24. ANDY WARHOL
In 1983, Andy Warhol was commissioned to create several limited edition screenprints for the occasion of his upcoming travelling retrospective exhibition in Japan. After first making contact through Gaston Petit (born 1930), a Canadian priest and artist stationed in Tokyo, the brief for Americas most renowned living artist was soon determined: Japanese flowers, to be produced on Japanese paper, using a Japanese printer.1
During these nascent negotiations, Warhol was provided with film photographs of cherry blossoms and chrysanthemums of the season, the flowers themselves bought at bargain price in bulk from a florist in the heart of Shibuya, Tokyos commercial centre. Drawn to the latter, Warhol selected the blooming chrysanthemum (Kiku in Japanese), an enduring emblem of longevity and nobility, most significantly the symbol of the imperial throne and Japanese emperor. Based on these pictures, Warhol made a rough trial print before sending to Tokyo based-printer Ishida Ryoichi at the Gendai Hanga Center to finalise.
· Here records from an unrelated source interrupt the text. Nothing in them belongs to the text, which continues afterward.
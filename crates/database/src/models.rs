// In crates/database/src/models.rs

use chrono::{DateTime, Utc};
use core_types::{
    AlertSource, AlertStatus, AlertType, OrderSide, OrderType, SizingSpec, TradeStatus,
};
use rust_decimal::Decimal;
use serde::Serialize;
use serde_json::Value;
use sqlx::FromRow;
use sqlx::types::Json;
use uuid::Uuid;

/// A platform user with optional broker credentials.
#[derive(Debug, Clone, FromRow, Serialize)]
pub struct User {
    pub id: Uuid,
    pub email: String,
    pub username: String,
    #[serde(skip_serializing)]
    pub broker_access_token: Option<String>,
    #[serde(skip_serializing)]
    pub broker_refresh_token: Option<String>,
    pub broker_token_expires_at: Option<DateTime<Utc>>,
    pub is_active: bool,
    pub created_at: DateTime<Utc>,
    pub updated_at: DateTime<Utc>,
}

impl User {
    /// Whether live broker calls can be made on this user's behalf.
    pub fn has_broker_credentials(&self) -> bool {
        self.broker_access_token
            .as_deref()
            .is_some_and(|token| !token.is_empty())
    }
}

/// A user-owned trading strategy governing how alerts become trades.
#[derive(Debug, Clone, FromRow, Serialize)]
pub struct Strategy {
    pub id: Uuid,
    pub user_id: Uuid,
    pub name: String,
    pub description: Option<String>,
    pub position_sizing: Json<SizingSpec>,
    pub max_position_size: Option<Decimal>,
    pub max_daily_trades: Option<i32>,
    pub is_active: bool,
    pub is_paper_trading: bool,
    pub total_trades: i32,
    pub winning_trades: i32,
    pub losing_trades: i32,
    pub total_pnl: Decimal,
    pub max_drawdown: Decimal,
    pub created_at: DateTime<Utc>,
    pub updated_at: DateTime<Utc>,
    pub last_executed_at: Option<DateTime<Utc>>,
}

impl Strategy {
    /// Folds a settled trade outcome into the running performance counters.
    pub fn update_performance_metrics(&mut self, trade_pnl: Decimal, is_winning: bool) {
        self.total_trades += 1;
        self.total_pnl += trade_pnl;

        if is_winning {
            self.winning_trades += 1;
        } else {
            self.losing_trades += 1;
        }

        // Drawdown tracks the worst negative cumulative P&L seen so far.
        if self.total_pnl < Decimal::ZERO && self.total_pnl.abs() > self.max_drawdown {
            self.max_drawdown = self.total_pnl.abs();
        }

        self.last_executed_at = Some(Utc::now());
    }
}

/// A normalized external trading signal awaiting processing.
#[derive(Debug, Clone, FromRow, Serialize)]
pub struct Alert {
    pub id: Uuid,
    pub user_id: Uuid,
    pub symbol: String,
    pub exchange: String,
    pub alert_type: AlertType,
    pub source: AlertSource,
    pub price: Option<Decimal>,
    pub quantity: Option<i64>,
    pub message: Option<String>,
    pub metadata: Json<Value>,
    pub status: AlertStatus,
    pub processed_at: Option<DateTime<Utc>>,
    pub error_message: Option<String>,
    pub matched_strategy_id: Option<Uuid>,
    pub confidence_score: Option<f64>,
    pub created_at: DateTime<Utc>,
    pub updated_at: DateTime<Utc>,
}

impl Alert {
    /// Scan alerts are informational only and never produce trades.
    ///
    /// Any non-null, non-false `is_scan_alert` metadata value marks the alert
    /// as a scan.
    pub fn is_scan_alert(&self) -> bool {
        match self.metadata.0.get("is_scan_alert") {
            None | Some(Value::Null) => false,
            Some(Value::Bool(flag)) => *flag,
            Some(_) => true,
        }
    }
}

/// One order lifecycle record, from creation through its terminal state.
#[derive(Debug, Clone, FromRow, Serialize)]
pub struct Trade {
    pub id: Uuid,
    pub user_id: Uuid,
    pub strategy_id: Uuid,
    pub alert_id: Option<Uuid>,
    pub symbol: String,
    pub exchange: String,
    pub side: OrderSide,
    pub order_type: OrderType,
    pub quantity: i64,
    pub price: Option<Decimal>,
    pub filled_quantity: i64,
    pub average_price: Option<Decimal>,
    pub total_amount: Option<Decimal>,
    pub broker_order_id: Option<String>,
    pub broker_status: Option<String>,
    pub broker_message: Option<String>,
    pub status: TradeStatus,
    pub submitted_at: Option<DateTime<Utc>>,
    pub filled_at: Option<DateTime<Utc>>,
    pub cancelled_at: Option<DateTime<Utc>>,
    pub realized_pnl: Option<Decimal>,
    pub fees: Option<Decimal>,
    pub net_pnl: Option<Decimal>,
    pub notes: Option<String>,
    pub created_at: DateTime<Utc>,
    pub updated_at: DateTime<Utc>,
}

impl Trade {
    /// Unrealized P&L against the given market price. Zero until filled.
    pub fn unrealized_pnl(&self, current_price: Decimal) -> Decimal {
        let Some(average_price) = self.average_price else {
            return Decimal::ZERO;
        };
        if self.status != TradeStatus::Filled {
            return Decimal::ZERO;
        }
        let delta = match self.side {
            OrderSide::Buy => current_price - average_price,
            OrderSide::Sell => average_price - current_price,
        };
        delta * Decimal::from(self.filled_quantity)
    }
}

/// Input for creating a trade row.
#[derive(Debug, Clone)]
pub struct NewTrade {
    pub user_id: Uuid,
    pub strategy_id: Uuid,
    pub alert_id: Option<Uuid>,
    pub symbol: String,
    pub exchange: String,
    pub side: OrderSide,
    pub order_type: OrderType,
    pub quantity: i64,
    pub price: Option<Decimal>,
    pub status: TradeStatus,
    pub notes: Option<String>,
}

/// How a successful executor dispatch should be recorded.
#[derive(Debug, Clone)]
pub enum SubmissionUpdate {
    /// The order filled at submission time (paper path).
    Filled {
        filled_quantity: i64,
        average_price: Decimal,
    },
    /// The broker accepted the order; fills arrive via reconciliation.
    Accepted {
        order_id: Option<String>,
        status: Option<String>,
        message: Option<String>,
    },
}

/// A net open position per (user, symbol), read-only to the trade engine.
#[derive(Debug, Clone, FromRow, Serialize)]
pub struct PortfolioPosition {
    pub id: Uuid,
    pub user_id: Uuid,
    pub symbol: String,
    pub exchange: String,
    pub quantity: i64,
    pub average_price: Decimal,
    pub invested_amount: Decimal,
    pub created_at: DateTime<Utc>,
    pub updated_at: DateTime<Utc>,
}

/// Aggregates over today's settled trades, consumed by the risk check.
#[derive(Debug, Clone, Copy, FromRow)]
pub struct DailyTradeStats {
    /// Count of filled/partially-filled trades created today.
    pub filled_count: i64,
    /// Sum of today's negative net P&L values (zero or negative).
    pub realized_loss: Decimal,
}

#[cfg(test)]
mod tests {
    use super::*;
    use rust_decimal_macros::dec;

    fn user(token: Option<&str>) -> User {
        User {
            id: Uuid::new_v4(),
            email: "trader@example.com".to_string(),
            username: "trader".to_string(),
            broker_access_token: token.map(str::to_string),
            broker_refresh_token: None,
            broker_token_expires_at: None,
            is_active: true,
            created_at: Utc::now(),
            updated_at: Utc::now(),
        }
    }

    fn strategy() -> Strategy {
        Strategy {
            id: Uuid::new_v4(),
            user_id: Uuid::new_v4(),
            name: "momentum".to_string(),
            description: None,
            position_sizing: Json(SizingSpec::default()),
            max_position_size: None,
            max_daily_trades: None,
            is_active: true,
            is_paper_trading: true,
            total_trades: 0,
            winning_trades: 0,
            losing_trades: 0,
            total_pnl: Decimal::ZERO,
            max_drawdown: Decimal::ZERO,
            created_at: Utc::now(),
            updated_at: Utc::now(),
            last_executed_at: None,
        }
    }

    fn alert_with_metadata(metadata: Value) -> Alert {
        Alert {
            id: Uuid::new_v4(),
            user_id: Uuid::new_v4(),
            symbol: "NSE:RELIANCE-EQ".to_string(),
            exchange: "NSE".to_string(),
            alert_type: AlertType::Buy,
            source: AlertSource::Manual,
            price: None,
            quantity: None,
            message: None,
            metadata: Json(metadata),
            status: AlertStatus::Received,
            processed_at: None,
            error_message: None,
            matched_strategy_id: None,
            confidence_score: None,
            created_at: Utc::now(),
            updated_at: Utc::now(),
        }
    }

    #[test]
    fn credentials_require_a_non_empty_token() {
        assert!(user(Some("token")).has_broker_credentials());
        assert!(!user(Some("")).has_broker_credentials());
        assert!(!user(None).has_broker_credentials());
    }

    #[test]
    fn scan_alert_detection_is_truthy() {
        assert!(alert_with_metadata(serde_json::json!({"is_scan_alert": true})).is_scan_alert());
        assert!(alert_with_metadata(serde_json::json!({"is_scan_alert": "yes"})).is_scan_alert());
        assert!(!alert_with_metadata(serde_json::json!({"is_scan_alert": false})).is_scan_alert());
        assert!(!alert_with_metadata(serde_json::json!({"is_scan_alert": null})).is_scan_alert());
        assert!(!alert_with_metadata(serde_json::json!({})).is_scan_alert());
    }

    #[test]
    fn performance_metrics_track_wins_losses_and_drawdown() {
        let mut strategy = strategy();

        strategy.update_performance_metrics(dec!(100), true);
        assert_eq!(strategy.total_trades, 1);
        assert_eq!(strategy.winning_trades, 1);
        assert_eq!(strategy.total_pnl, dec!(100));
        assert_eq!(strategy.max_drawdown, Decimal::ZERO);

        strategy.update_performance_metrics(dec!(-250), false);
        assert_eq!(strategy.total_trades, 2);
        assert_eq!(strategy.losing_trades, 1);
        assert_eq!(strategy.total_pnl, dec!(-150));
        assert_eq!(strategy.max_drawdown, dec!(150));
        assert!(strategy.last_executed_at.is_some());
    }
}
Renowned for their collaborative spirit and contemporary innovation within Tokyos art landscape, Gendai Hanga was ground-breaking in its efforts to promulgate screen-printing as a medium for a new generation of Japanese art collectors, but moreover in its commissioning of over 700 artworks in association with eighty artists of varying practices.2 Though Warhol had toured Japan as a young unknown commercial artist in 1956, his national exhibition over 1983-1984 cemented his reputation at the forefront of American art and in turn the seduction of American consumerist culture for the Japanese, Warhol himself concomitant with New York as the worlds centrifugal cultural capital. While The Warhol National Exhibition would exhibit in museums as far as Hokkaido in the north to Okinawa in the south, the corresponding Warhol Tokyo 365th Exhibition brought his work across art, video and music to Tokyos galleries, bars, discos and retail stores.3
As art historian Benjamin Buchloh has written, Warhol was well-prepared to reconcile the contradictions emerging from the collapse of high culture into the culture industry and to participate in it with all the skills and techniques of the commercial artist. He had freed himself early on from outmoded concepts of originality and authorship and had developed a sense of the necessity for collaboration and a Brechtian understanding of the commonality of ideas.4 The Kiku works bring these ideas to a splendid fore, highlighting the virtuosity of Warhols screen printing practice and its material egalitarianism and collaboration, whilst further reconciling paradoxes of power, autonomy, and the bounds of high and low culture through his idiosyncratic lexicon: extreme close-up fragments and details, stark graphic contrasts and silhouetting of forms, schematic simplification, and rigorous serial composition.5
Turning to the simulacra of the photographed bulk-bought bouquet rather than nature itself, unlike his famous Flowers series composed of stamp-like hibiscus petals spliced and squashed into tight collaged quadrants, Warhols chrysanthemums linger across their colour-field and stained spaces, only kept from floating off the surface by the delicate interconnectivity of luminous hand-traced outlines. Burgeoning against the gradient twilight hues in Kiku #307, underlying layers seem swept up as though loose brushstrokes, flowing fragmented petals delineated by glowing gestural scrawls. In Kiku #308, from the colour-blocked backgrounds of grey, pink and blue ground burst two blossoms in radiant contrast. Reminiscent of traditional Japanese woodblock prints of single stemmed chrysanthemums sprouting vertically up the space, here the golden laced silhouettes bloom outwards from the negative space into the third-dimension. Culminating in Kiku #309, the clustered chrysanthemums transposed at various overlapping angles emanate from under layers of blues and pinks before ebbing back again, barely clinging to their slightly offset outlines of greens and blue that disintegrate under their own abstraction.
Footnotes:
1. Watanuki, F., Remembering Warhol, Toki-no-Wasuremono Gallery Blog, Tokyo, http://blog.livedoor.jp/tokinowasuremono/archives/51440180.html
2. Tanaka, Y., A View of Prints: The Trajectory of the Gendai Hanga Center, The Japan Times, 9 January 2018, https://www.japantimes.co.jp/culture/2018/01/09/arts/openings-outside-tokyo/view-prints-trajectory-gendai-hanga-center/
3. Watanuki, F., Editors Note, Andy Warhol National Exhibition 1983-1984 Catalogue, 10 May 1983, http://www.tokinowasuremono.com/nv05-essay/essay_gallery/essay19830510.html
4. Buchloh, B., Andy Warhols One-Dimensional Art: 1956-1966, Andy Warhol: A Retrospective, exhibition catalogue, ed. McShine, K., Museum of Modern Art, New York, 1989, p.41
5. Ibid, pp.42-43
Carla Dusevic, BA (Hons)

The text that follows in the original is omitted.